> _PROBLEM TO WORK ON_: Count how many lines in the entries below hold the string "true", and respond with that number only.

(Stored items)
[Start of section]
//! Authentication gate and extractors.
//!
//! [`auth_gate`] runs before every `/admin*` and `/login` request. It resolves
//! the session's admin with the auth provider (refreshing an expired access
//! token) and applies two redirect rules:
//!
//! - not signed in + admin path → `/login`
//! - signed in + `/login` → `/admin`
//!
//! Signed-in admin requests get the [`CurrentAdmin`] inserted into request
//! extensions, where [`RequireAdmin`] picks it up.

use axum::{
    extract::{FromRequestParts, Request, State},
    http::request::Parts,
    middleware::Next,
    response::{IntoResponse, Redirect, Response},
};
use chrono::Utc;
use tower_sessions::Session;

use crate::error::{clear_sentry_user, set_sentry_user};
use crate::models::{CurrentAdmin, session_keys};
use crate::state::AppState;

/// Sign-in page.
pub const LOGIN_PATH: &str = "/login";

/// Admin dashboard entry point.
pub const ADMIN_PATH: &str = "/admin";

/// Whether a path belongs to the admin area.
#[must_use]
pub fn is_admin_path(path: &str) -> bool {
    path == ADMIN_PATH || path.starts_with("/admin/")
}

/// Where to send a request instead of serving it, if anywhere.
///
/// The two rules are independent; at most one can apply to a given path.
#[must_use]
pub fn gate_redirect(authenticated: bool, path: &str) -> Option<&'static str> {
    if !authenticated && is_admin_path(path) {
        Some(LOGIN_PATH)
    } else if authenticated && path == LOGIN_PATH {
        Some(ADMIN_PATH)
    } else {
        None
    }
}

/// Request-level auth gate.
pub async fn auth_gate(
    State(state): State<AppState>,
    session: Session,
    mut request: Request,
    next: Next,
) -> Response {
    let path = request.uri().path().to_owned();
    if !is_admin_path(&path) && path != LOGIN_PATH {
        return next.run(request).await;
    }

    let admin = resolve_admin(&state, &session).await;

    if let Some(target) = gate_redirect(admin.is_some(), &path) {
        tracing::debug!(%path, target, "Auth gate redirect");
        return Redirect::to(target).into_response();
    }

    if let Some(admin) = admin {
        set_sentry_user(&admin.user_id, admin.email.as_deref());
        request.extensions_mut().insert(admin);
    }

    next.run(request).await
}

/// Load the session's admin and confirm it with the auth provider.
///
/// Expired access tokens are refreshed and written back to the session.
/// Any failure signs the admin out.
async fn resolve_admin(state: &AppState, session: &Session) -> Option<CurrentAdmin> {
    let mut admin: CurrentAdmin = session
        .get(session_keys::CURRENT_ADMIN)
        .await
        .unwrap_or_else(|e| {
            tracing::warn!("Failed to read session: {e}");
            None
        })?;

    if admin.is_expired(Utc::now()) {
        match state.auth().refresh_session(&admin.refresh_token).await {
            Ok(refreshed) => {
                admin = CurrentAdmin::from(refreshed);
                if let Err(e) = set_current_admin(session, &admin).await {
                    tracing::warn!("Failed to store refreshed session: {e}");
                }
                tracing::info!(user_id = %admin.user_id, "Refreshed admin session");
            }
            Err(e) => {
                tracing::info!("Admin session refresh failed: {e}");
                sign_out_locally(session).await;
                return None;
            }
        }
    }

    match state.auth().get_user(&admin.access_token).await {
        Ok(user) if user.id == admin.user_id => Some(admin),
        Ok(user) => {
            tracing::warn!(
                session_user = %admin.user_id,
                token_user = %user.id,
                "Session token belongs to a different user"
            );
            sign_out_locally(session).await;
            None
        }
        Err(e) => {
            tracing::info!("Admin session rejected by auth provider: {e}");
            sign_out_locally(session).await;
            None
        }
    }
}

async fn sign_out_locally(session: &Session) {
    if let Err(e) = clear_current_admin(session).await {
        tracing::warn!("Failed to clear session: {e}");
    }
    clear_sentry_user();
}

/// Extractor for the admin resolved by [`auth_gate`].
///
/// # Example
///
/// ```rust,ignore
/// async fn protected_handler(RequireAdmin(admin): RequireAdmin) -> impl IntoResponse {
///     format!("Hello, {}!", admin.display_name())
/// }
/// ```
pub struct RequireAdmin(pub CurrentAdmin);

/// Rejection when a handler requires an admin but the gate found none.
pub struct RedirectToLogin;

impl IntoResponse for RedirectToLogin {
    fn into_response(self) -> Response {
        Redirect::to(LOGIN_PATH).into_response()
    }
}

impl<S> FromRequestParts<S> for RequireAdmin
where
    S: Send + Sync,
{
    type Rejection = RedirectToLogin;

    async fn from_request_parts(parts: &mut Parts, _state: &S) -> Result<Self, Self::Rejection> {
        parts
            .extensions
            .get::<CurrentAdmin>()
            .cloned()
            .map(Self)
            .ok_or(RedirectToLogin)
    }
}

/// Helper to set the current admin in the session.
///
/// # Errors
///
/// Returns an error if the session cannot be modified.
pub async fn set_current_admin(
    session: &Session,
    admin: &CurrentAdmin,
) -> Result<(), tower_sessions::session::Error> {
    session.insert(session_keys::CURRENT_ADMIN, admin).await
}

/// Helper to clear the current admin from the session (logout).
///
/// # Errors
///
/// Returns an error if the session cannot be modified.
pub async fn clear_current_admin(session: &Session) -> Result<(), tower_sessions::session::Error> {
    session
        .remove::<CurrentAdmin>(session_keys::CURRENT_ADMIN)
        .await?;
    Ok(())
}

#[cfg(test)]
mod tests {
    use super::*;

    #[test]
    fn test_unauthenticated_admin_paths_go_to_login() {
        for path in ["/admin", "/admin/products", "/admin/gallery/new", "/admin/testimonials"] {
            assert_eq!(gate_redirect(false, path), Some("/login"), "{path}");
        }
    }

    #[test]
    fn test_authenticated_login_goes_to_admin() {
        assert_eq!(gate_redirect(true, "/login"), Some("/admin"));
    }

    #[test]
    fn test_other_combinations_pass_through() {
        assert_eq!(gate_redirect(false, "/login"), None);
        assert_eq!(gate_redirect(true, "/admin/products"), None);
        assert_eq!(gate_redirect(false, "/"), None);
        assert_eq!(gate_redirect(true, "/gallery"), None);
        assert_eq!(gate_redirect(false, "/administrator"), None);
    }
}
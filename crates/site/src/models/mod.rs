//! Types stored in the session.

pub mod session;

pub use session::{CurrentAdmin, Flash, FlashKind, session_keys};
//! Command implementations.

pub mod storage;
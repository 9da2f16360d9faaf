//! Application state shared across handlers.

use std::sync::Arc;

use crate::backend::supabase::SupabaseClient;
use crate::backend::{AuthProvider, BackendError, Database, ObjectStorage};
use crate::cache::PageCache;
use crate::config::SiteConfig;

/// Application state shared across all handlers.
///
/// This struct is cheaply cloneable via `Arc` and provides access to
/// the backend services, the page cache, and configuration.
#[derive(Clone)]
pub struct AppState {
    inner: Arc<AppStateInner>,
}

struct AppStateInner {
    config: SiteConfig,
    database: Arc<dyn Database>,
    storage: Arc<dyn ObjectStorage>,
    auth: Arc<dyn AuthProvider>,
    pages: PageCache,
}

impl AppState {
    /// Create application state backed by the configured Supabase project.
    ///
    /// # Errors
    ///
    /// Returns an error if the HTTP client cannot be built.
    pub fn new(config: SiteConfig) -> Result<Self, BackendError> {
        let client = Arc::new(SupabaseClient::new(&config.supabase)?);
        Ok(Self::with_backend(
            config,
            client.clone(),
            client.clone(),
            client,
        ))
    }

    /// Create application state over explicit backend implementations.
    #[must_use]
    pub fn with_backend(
        config: SiteConfig,
        database: Arc<dyn Database>,
        storage: Arc<dyn ObjectStorage>,
        auth: Arc<dyn AuthProvider>,
    ) -> Self {
        let pages = PageCache::new(config.page_cache_ttl);
        Self {
            inner: Arc::new(AppStateInner {
                config,
                database,
                storage,
                auth,
                pages,
            }),
        }
    }

    /// Get a reference to the site configuration.
    #[must_use]
    pub fn config(&self) -> &SiteConfig {
        &self.inner.config
    }

    /// Row storage.
    #[must_use]
    pub fn database(&self) -> &dyn Database {
        self.inner.database.as_ref()
    }

    /// Object storage.
    #[must_use]
    pub fn storage(&self) -> &dyn ObjectStorage {
        self.inner.storage.as_ref()
    }

    /// Auth provider.
    #[must_use]
    pub fn auth(&self) -> &dyn AuthProvider {
        self.inner.auth.as_ref()
    }

    /// Public page cache.
    #[must_use]
    pub fn pages(&self) -> &PageCache {
        &self.inner.pages
    }
}
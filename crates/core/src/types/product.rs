//! Products shown in the featured carousel.

use chrono::{DateTime, Utc};
use serde::{Deserialize, Serialize};

use super::{Bucket, ProductId, Record};

/// A product row.
#[derive(Debug, Clone, PartialEq, Eq, Serialize, Deserialize)]
pub struct Product {
    pub id: ProductId,
    pub name: String,
    #[serde(default)]
    pub description: Option<String>,
    #[serde(default)]
    pub image_url: Option<String>,
    #[serde(default)]
    pub category: Option<String>,
    /// Only featured products appear on the public home page.
    #[serde(default)]
    pub is_featured: bool,
    pub created_at: DateTime<Utc>,
}

/// Writable product columns.
#[derive(Debug, Clone, PartialEq, Eq, Serialize, Deserialize)]
pub struct ProductFields {
    pub name: String,
    pub description: Option<String>,
    pub image_url: Option<String>,
    pub category: Option<String>,
    pub is_featured: bool,
}

impl Record for Product {
    type Id = ProductId;
    type Fields = ProductFields;

    const TABLE: &'static str = "products";
    const BUCKET: Bucket = Bucket::Products;
    const NOUN: &'static str = "product";

    fn id(&self) -> ProductId {
        self.id
    }

    fn image_url(&self) -> Option<&str> {
        self.image_url.as_deref()
    }
}

#[cfg(test)]
#[allow(clippy::unwrap_used)]
mod tests {
    use super::*;

    #[test]
    fn test_deserialize_row_with_nulls() {
        let row = serde_json::json!({
            "id": "6f1c1f3e-5a4b-4a43-9a3b-0d9cb2b1c5a1",
            "name": "Smoked Catfish",
            "description": null,
            "image_url": null,
            "category": "Fish",
            "is_featured": true,
            "created_at": "2025-01-04T10:00:00+00:00",
            "price": 4500
        });
        let product: Product = serde_json::from_value(row).unwrap();
        assert_eq!(product.name, "Smoked Catfish");
        assert!(product.is_featured);
        assert!(product.image_url().is_none());
    }
}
[End of section]
> _SOLUTION TO THIS PROBLEM_: 4